Both of these guys came off as a couple of coaches who are out of ideas. They have no answer. And the whole “Hey, it’s a long season, there are ups and downs, we’ll turn the corner if we just keep playing games” excuse? No. Not so much. That kind of speech can work at times, maybe for a team sucking to a lesser degree…like many Royals teams of the past…but not anymore.

This whole things reminds me of that time Skipper and Gilligan built that raft and sailed for help, only to land right back on the island! Sailing in circles…what’re you gonna do?

So, what the heck is happening with this team? The only conclusion I can come to brings me right back to the general manager’s office. It pains me to say so…because I like Dayton Moore. I’ve met him a couple of times…super nice guy. I think he’s a really smart guy who knows the game of baseball. And of course I want everyone in this organization to succeed, because the outcome of that is the product on the field succeeding (trickle down, remember?), but at this point, I’m having a hard time finding much success to hang my hat on as a fan. You know…the Professor was ridiculously smart, too…but they still spent three seasons on that island with his brains at their disposal. And they got stranded there again in the first TV movie…I mean…how smart is this guy, really??
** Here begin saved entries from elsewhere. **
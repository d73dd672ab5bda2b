//! Wrapper that gates a view on the session.
//!
//! SYSTEM CONTEXT
//! ==============
//! Every protected route renders through this component. It recomputes a
//! `GuardDecision` whenever the session mirror or the location changes,
//! navigates (replacing history) on redirects, and shows a placeholder for
//! anything other than `Render`.

#[cfg(test)]
#[path = "protected_route_test.rs"]
mod protected_route_test;

use leptos::prelude::*;
use leptos_router::NavigateOptions;
use leptos_router::hooks::{use_location, use_navigate};

use crate::auth::guard::{GuardDecision, RouteAccess, decide};
use crate::util::auth::use_session;

/// Render `children` only once the session allows it.
#[component]
pub fn ProtectedRoute(access: RouteAccess, children: ChildrenFn) -> impl IntoView {
    let session = use_session();
    let location = use_location();
    let navigate = use_navigate();

    let decision = Memo::new(move |_| {
        let attempted = attempted_path(&location.pathname.get(), &location.search.get());
        decide(&session.get(), access, Some(&attempted))
    });

    Effect::new(move || {
        let decision = decision.get();
        if let Some(err) = decision.denial() {
            log::warn!("route guard: {err}");
        }
        if let Some(to) = decision.redirect_target() {
            navigate(to, NavigateOptions { replace: true, ..NavigateOptions::default() });
        }
    });

    view! {
        <Show
            when=move || decision.get() == GuardDecision::Render
            fallback=move || {
                view! { <div class="route-placeholder">{move || placeholder_text(&decision.get())}</div> }
            }
        >
            {children()}
        </Show>
    }
}

/// Path plus query string, tolerating a search with or without its `?`.
pub(crate) fn attempted_path(pathname: &str, search: &str) -> String {
    let search = search.trim_start_matches('?');
    if search.is_empty() { pathname.to_owned() } else { format!("{pathname}?{search}") }
}

pub(crate) fn placeholder_text(decision: &GuardDecision) -> &'static str {
    match decision {
        GuardDecision::Pending => "Loading...",
        GuardDecision::RedirectToLogin { .. } => "Redirecting to login...",
        GuardDecision::Denied { .. } => "Access denied. Redirecting...",
        GuardDecision::Render => "",
    }
}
I already posed the question about a disconnect in the organization stunting the development of players, but it runs deeper than that. The “Failure Virus” is spreading into every limb of this organization faster than the “Rage Virus” wiped out the UK. How do we keep it from choking the life out of a team on life support? Fire Maloof? Fire Yost? Nah (well, yes, but that’s not step one). That’s like using band-aid to stop the bleeding caused by a gunshot wound. It might be time, rather than starting at the bottom, to start with Dayton Moore and work our way down. For all the times Gilligan and Skipper were made to look like the idiots…maybe the Professor should’ve stepped up and taken charge from time to time.

Time will tell. I don’t expect any big moves for another month (at least), but if things don’t take a positive turn pretty quickly…someone might be voted off the island. Wait. Wrong show. But you get the point.

So…Professor…you better fashion an offensive remedy from bamboo and coconuts pretty quick, or you guys may never get off that island. And the Howell’s HATE wasting their money.

Wait. Gilligan’s Island can’t be so depressing. The good news? By the time they made the second TV movie*, the gang (with funding from the Howell’s) turned the island into a resort! Success!

*I probably shouldn’t mention that second movie came along 15 years after the pilot episode. I say we expedite the timeline. Send Gilligan, Skipper, and the Professor out to sea (make sure they DO NOT circle back to cause more problems) and send someone else in for the rescue.